Suppose, however, that libraries were to request that every patron specify one or more “research projects” corresponding to the patron’s interests, broadly defined, and to select one of these projects when logging in to the library system. Within the library’s database, most patron activities could then be associated with a project rather than with a patron.

For example, Jenny might create a project called “Information theory” for her graduate study, a second project called “Cooking” to pursue her passion for learning new cuisines, and a third called “Reading” to represent reading for pleasure. Now somewhere in the library system there is stored an association between Jenny and her three projects. This association would not be authorized to be shared outside of the library or with machine learning algorithms, except with specific consent in cases where absolutely necessary. Elsewhere in the database, Jenny’s data would be associated not directly with her but with the project she has selected to work on.

When Jenny is logged into the library system, she might see a dashboard for the project that she is currently working on, and can easily switch to another project. This may make a certain sense to Jenny, as it would allow her to view and manage related information together. She probably would not care to see articles about information theory suggested by a recommender system while browsing books of recipes.

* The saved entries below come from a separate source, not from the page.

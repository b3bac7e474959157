//! Proposes new glossary terms after each translated chapter

use crate::llm::retry::with_retry;
use crate::llm::Completion;
use crate::utils::truncate_display;

use super::filter::TermFilter;
use super::{parse_entries, Glossary, GlossaryEntry};

/// New-term allowance per chapter.
pub const DEFAULT_MAX_NEW: usize = 2;
/// Allowance under strict mode.
pub const STRICT_MAX_NEW: usize = 1;

/// The chapter text sent with an update request is bounded so the glossary
/// call stays cheap relative to the translation itself.
const CHAPTER_CHAR_BUDGET: usize = 12_000;

fn build_instructions(glossary: &Glossary, max_new: usize) -> String {
    let mut instructions = format!(
        "You maintain the translation glossary for a long novel. Read the \
         chapter and propose at most {max_new} NEW terms that a translator \
         must render consistently in later chapters: character names, place \
         names, organizations, named artifacts, and unique fantasy or sci-fi \
         concepts. Do NOT include generic titles, common nouns, minor one-off \
         mentions, or any term already in the glossary.\n\
         Answer with one line per term, in the form:\n\
         Term [OriginalScript]: short description\n\
         Omit the brackets when the term has no distinct original-script form. \
         If nothing qualifies, answer with an empty line."
    );

    if !glossary.is_empty() {
        instructions.push_str("\n\nCurrent glossary:\n");
        for entry in glossary.iter() {
            instructions.push_str(&entry.render());
            instructions.push('\n');
        }
    }

    instructions
}

/// Asks the model for up to `max_new` terms from a freshly processed
/// chapter. Any failure — request, retry exhaustion, or an unparseable
/// response — degrades to "no new terms this chapter"; the pipeline never
/// stops over a glossary update.
pub fn propose(
    client: &dyn Completion,
    glossary: &Glossary,
    chapter_text: &str,
    max_new: usize,
    filter: &TermFilter,
) -> Vec<GlossaryEntry> {
    let instructions = build_instructions(glossary, max_new);
    let text: String = if chapter_text.chars().count() > CHAPTER_CHAR_BUDGET {
        chapter_text.chars().take(CHAPTER_CHAR_BUDGET).collect()
    } else {
        chapter_text.to_string()
    };

    let response = match with_retry(|| client.complete(&instructions, &text)) {
        Ok(response) => response,
        Err(e) => {
            tracing::warn!("Glossary update request failed: {}", e);
            return Vec::new();
        }
    };

    let proposals = parse_entries(&response);
    if proposals.is_empty() && !response.trim().is_empty() {
        tracing::debug!(
            "No glossary proposals parsed from: {}",
            truncate_display(&response, 200)
        );
    }

    // Model output order is the priority order when over-proposed.
    proposals
        .into_iter()
        .filter(|entry| !glossary.contains(&entry.term))
        .filter(|entry| !filter.should_drop(entry))
        .take(max_new)
        .collect()
}

#[cfg(test)]
mod tests {
    use super::*;
    use crate::llm::LlmError;
    use std::cell::RefCell;

    struct ScriptedClient {
        responses: RefCell<Vec<Result<String, LlmError>>>,
        requests: RefCell<Vec<(String, String)>>,
    }

    impl ScriptedClient {
        fn new(responses: Vec<Result<String, LlmError>>) -> Self {
            Self {
                responses: RefCell::new(responses),
                requests: RefCell::new(Vec::new()),
            }
        }
    }

    impl Completion for ScriptedClient {
        fn complete(&self, instructions: &str, text: &str) -> Result<String, LlmError> {
            self.requests
                .borrow_mut()
                .push((instructions.to_string(), text.to_string()));
            self.responses.borrow_mut().remove(0)
        }
    }

    fn glossary_with(terms: &[(&str, &str)]) -> Glossary {
        let mut glossary = Glossary::new();
        for (term, description) in terms {
            glossary.insert(GlossaryEntry {
                term: term.to_string(),
                original_form: None,
                description: description.to_string(),
            });
        }
        glossary
    }

    #[test]
    fn test_propose_caps_at_max_new() {
        let client = ScriptedClient::new(vec![Ok(
            "Veyr: noble house\nMirelle: innkeeper of the Gilded Perch\nThornwatch: fortress"
                .to_string(),
        )]);
        let glossary = Glossary::new();

        let proposals = propose(&client, &glossary, "chapter", DEFAULT_MAX_NEW, &TermFilter::new());
        assert_eq!(proposals.len(), 2);
        // First-listed wins.
        assert_eq!(proposals[0].term, "Veyr");
        assert_eq!(proposals[1].term, "Mirelle");
    }

    #[test]
    fn test_propose_strict_mode() {
        let client = ScriptedClient::new(vec![Ok("Veyr: noble house\nMirelle: innkeeper of the Gilded Perch".to_string())]);
        let glossary = Glossary::new();

        let proposals = propose(&client, &glossary, "chapter", STRICT_MAX_NEW, &TermFilter::new());
        assert_eq!(proposals.len(), 1);
        assert_eq!(proposals[0].term, "Veyr");
    }

    #[test]
    fn test_propose_drops_existing_terms() {
        let client = ScriptedClient::new(vec![Ok("Kael: the hero again\nVeyr: noble house".to_string())]);
        let glossary = glossary_with(&[("Kael", "the hero")]);

        let proposals = propose(&client, &glossary, "chapter", DEFAULT_MAX_NEW, &TermFilter::new());
        assert_eq!(proposals.len(), 1);
        assert_eq!(proposals[0].term, "Veyr");
    }

    #[test]
    fn test_propose_drops_denylisted_terms() {
        let client = ScriptedClient::new(vec![Ok("sword: a blade\nVeyr: noble house".to_string())]);
        let glossary = Glossary::new();

        let proposals = propose(&client, &glossary, "chapter", DEFAULT_MAX_NEW, &TermFilter::new());
        assert_eq!(proposals.len(), 1);
        assert_eq!(proposals[0].term, "Veyr");
    }

    #[test]
    fn test_propose_failure_degrades_to_empty() {
        let client = ScriptedClient::new(vec![Err(LlmError::Fatal("401".to_string()))]);
        let glossary = Glossary::new();

        let proposals = propose(&client, &glossary, "chapter", DEFAULT_MAX_NEW, &TermFilter::new());
        assert!(proposals.is_empty());
    }

    #[test]
    fn test_propose_unparseable_response_is_empty() {
        let client = ScriptedClient::new(vec![Ok("No new terms this chapter.".to_string())]);
        let glossary = Glossary::new();

        let proposals = propose(&client, &glossary, "chapter", DEFAULT_MAX_NEW, &TermFilter::new());
        assert!(proposals.is_empty());
    }

    #[test]
    fn test_propose_sends_current_glossary() {
        let client = ScriptedClient::new(vec![Ok(String::new())]);
        let glossary = glossary_with(&[("Kael", "the hero")]);

        propose(&client, &glossary, "chapter", DEFAULT_MAX_NEW, &TermFilter::new());

        let requests = client.requests.borrow();
        assert!(requests[0].0.contains("Kael: the hero"));
    }
}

With some exceptions, there is no need for machine learning to profile people in order to help with their research interests. Jenny’s selection of a project could even assist the algorithms to be more accurate, by indicating what she is working on. At any rate, the decision would be up to Jenny in how she chooses to organize her projects and to set boundaries for how data are used, based on which of her interests she thinks would benefit. She could begin to use machine learning selectively as a tool, rather than being pressured into an all-or-nothing choice.

Another advantage of this approach could be seen in cases where data are anonymized and exported from the library system to be analyzed by someone outside the library. Anonymized data can sometimes be “re-identified” because the data may reveal a combination of specific activities or interests that can be linked to a person. If the library were to track projects rather than patrons, and assuming the patron-project groupings were not disclosed with the anonymized data, then patron data would be fragmented by project, potentially making re-identification more difficult.

Nassib Nassar joined Index Data in 2015 as the product manager for FOLIO and currently leads a research project on data sharing for open science.